RECORDS SHOWN below:

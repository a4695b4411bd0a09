// Copyright (c) 2023 The TQUIC Authors.
//
// Licensed under the Apache License, Version 2.0 (the "License");
// you may not use this file except in compliance with the License.
// You may obtain a copy of the License at
//
//     http://www.apache.org/licenses/LICENSE-2.0
//
// Unless required by applicable law or agreed to in writing, software
// distributed under the License is distributed on an "AS IS" BASIS,
// WITHOUT WARRANTIES OR CONDITIONS OF ANY KIND, either express or implied.
// See the License for the specific language governing permissions and
// limitations under the License.

//! Error type for congestion engine operations.

use strum::IntoEnumIterator;
use strum_macros::EnumIter;

/// Congestion engine error.
#[derive(Clone, Debug, Default, PartialEq, Eq, EnumIter)]
pub enum Error {
    /// There is no more work to do.
    #[default]
    Done,

    /// The configuration is invalid.
    InvalidConfig(String),

    /// The connection id does not refer to a registered connection.
    UnknownConnection(u64),

    /// A bounded resource (handover timer slots) is used up.
    ResourceExhausted,

    /// The operation cannot be completed because it was attempted in an
    /// invalid state.
    InvalidState(String),

    /// I/O error.
    IoError(String),
}

impl Error {
    /// Whether the error leaves the connection usable.
    ///
    /// Only configuration and I/O errors are reported back to the caller as
    /// failures; the others describe conditions the engine degrades around.
    pub fn is_recoverable(&self) -> bool {
        !matches!(self, Error::InvalidConfig(_) | Error::IoError(_))
    }
}

impl std::fmt::Display for Error {
    fn fmt(&self, f: &mut std::fmt::Formatter) -> std::fmt::Result {
        write!(f, "{:?}", self)
    }
}

impl std::error::Error for Error {
    fn source(&self) -> Option<&(dyn std::error::Error + 'static)> {
        None
    }
}

impl std::convert::From<std::io::Error> for Error {
    fn from(err: std::io::Error) -> Self {
        Error::IoError(format!("{}", err))
    }
}

impl std::convert::From<serde_json::Error> for Error {
    fn from(err: serde_json::Error) -> Self {
        Error::InvalidConfig(format!("{}", err))
    }
}

#[cfg(test)]
mod tests {
    use super::*;

    #[test]
    fn error_recoverable() {
        for err in Error::iter() {
            match err {
                Error::InvalidConfig(_) | Error::IoError(_) => assert!(!err.is_recoverable()),
                _ => assert!(err.is_recoverable()),
            }
        }
    }

    #[test]
    fn io_error() {
        use std::error::Error;
        let e = std::io::Error::from(std::io::ErrorKind::UnexpectedEof);
        let e = super::Error::from(e);

        assert_eq!(format!("{}", e), "IoError(\"unexpected end of file\")");
        assert!(e.source().is_none());
    }

    #[test]
    fn json_error() {
        let e = serde_json::from_str::<u32>("not a number").unwrap_err();
        let e = super::Error::from(e);
        assert!(matches!(e, super::Error::InvalidConfig(_)));
    }
}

End of RECORDS SHOWN.

• WHAT THE EXERCISE ASKS
Print the records again in full, exactly as they appear above.

• EXERCISE RESULT
repository a4695b4411bd0a09
// Copyright (c) 2023 The TQUIC Authors.
//
// Licensed under the Apache License, Version 2.0 (the "License");
// you may not use this file except in compliance with the License.
// You may obtain a copy of the License at
//
//     http://www.apache.org/licenses/LICENSE-2.0
//
// Unless required by applicable law or agreed to in writing, software
// distributed under the License is distributed on an "AS IS" BASIS,
// WITHOUT WARRANTIES OR CONDITIONS OF ANY KIND, either express or implied.
// See the License for the specific language governing permissions and
// limitations under the License.

//! Error type for congestion engine operations.

use strum::IntoEnumIterator;
use strum_macros::EnumIter;

/// Congestion engine error.
#[derive(Clone, Debug, Default, PartialEq, Eq, EnumIter)]
pub enum Error {
    /// There is no more work to do.
    #[default]
    Done,

    /// The configuration is invalid.
    InvalidConfig(String),

    /// The connection id does not refer to a registered connection.
    UnknownConnection(u64),

    /// A bounded resource (handover timer slots) is used up.
    ResourceExhausted,

    /// The operation cannot be completed because it was attempted in an
    /// invalid state.
    InvalidState(String),

    /// I/O error.
    IoError(String),
}

impl Error {
    /// Whether the error leaves the connection usable.
    ///
    /// Only configuration and I/O errors are reported back to the caller as
    /// failures; the others describe conditions the engine degrades around.
    pub fn is_recoverable(&self) -> bool {
        !matches!(self, Error::InvalidConfig(_) | Error::IoError(_))
    }
}

impl std::fmt::Display for Error {
    fn fmt(&self, f: &mut std::fmt::Formatter) -> std::fmt::Result {
        write!(f, "{:?}", self)
    }
}

impl std::error::Error for Error {
    fn source(&self) -> Option<&(dyn std::error::Error + 'static)> {
        None
    }
}

impl std::convert::From<std::io::Error> for Error {
    fn from(err: std::io::Error) -> Self {
        Error::IoError(format!("{}", err))
    }
}

impl std::convert::From<serde_json::Error> for Error {
    fn from(err: serde_json::Error) -> Self {
        Error::InvalidConfig(format!("{}", err))
    }
}

#[cfg(test)]
mod tests {
    use super::*;

    #[test]
    fn error_recoverable() {
        for err in Error::iter() {
            match err {
                Error::InvalidConfig(_) | Error::IoError(_) => assert!(!err.is_recoverable()),
                _ => assert!(err.is_recoverable()),
            }
        }
    }

    #[test]
    fn io_error() {
        use std::error::Error;
        let e = std::io::Error::from(std::io::ErrorKind::UnexpectedEof);
        let e = super::Error::from(e);

        assert_eq!(format!("{}", e), "IoError(\"unexpected end of file\")");
        assert!(e.source().is_none());
    }

    #[test]
    fn json_error() {
        let e = serde_json::from_str::<u32>("not a number").unwrap_err();
        let e = super::Error::from(e);
        assert!(matches!(e, super::Error::InvalidConfig(_)));
    }
}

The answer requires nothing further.